▶ **Action item**
Only the lines from the one containing "per test binary." to the end of the records should be given again, word for word and in full.

▶ **Data for this task**
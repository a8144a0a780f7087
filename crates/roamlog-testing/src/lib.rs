//! Testing infrastructure for roamlog tests.
//!
//! - `fixtures`: sample drafts, published entries and places
//! - `assertions`: invariant checks for draft content
//! - `init_tracing`: opt-in log output while running tests

pub mod assertions;
pub mod fixtures;

use std::sync::Once;

static TRACING: Once = Once::new();

/// Install a fmt subscriber once per test binary.
///
/// Filtered by `RUST_LOG`, defaulting to `warn`. Output goes through the
/// test writer so it is captured unless `--nocapture` is passed.
pub fn init_tracing() {
    TRACING.call_once(|| {
        let filter = tracing_subscriber::EnvFilter::try_from_default_env()
            .unwrap_or_else(|_| tracing_subscriber::EnvFilter::new("warn"));
        let _ = tracing_subscriber::fmt()
            .with_env_filter(filter)
            .with_test_writer()
            .try_init();
    });
}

▶ **Exercise output**
/// Install a fmt subscriber once per test binary.
///
/// Filtered by `RUST_LOG`, defaulting to `warn`. Output goes through the
/// test writer so it is captured unless `--nocapture` is passed.
pub fn init_tracing() {
    TRACING.call_once(|| {
        let filter = tracing_subscriber::EnvFilter::try_from_default_env()
            .unwrap_or_else(|_| tracing_subscriber::EnvFilter::new("warn"));
        let _ = tracing_subscriber::fmt()
            .with_env_filter(filter)
            .with_test_writer()
            .try_init();
    });
}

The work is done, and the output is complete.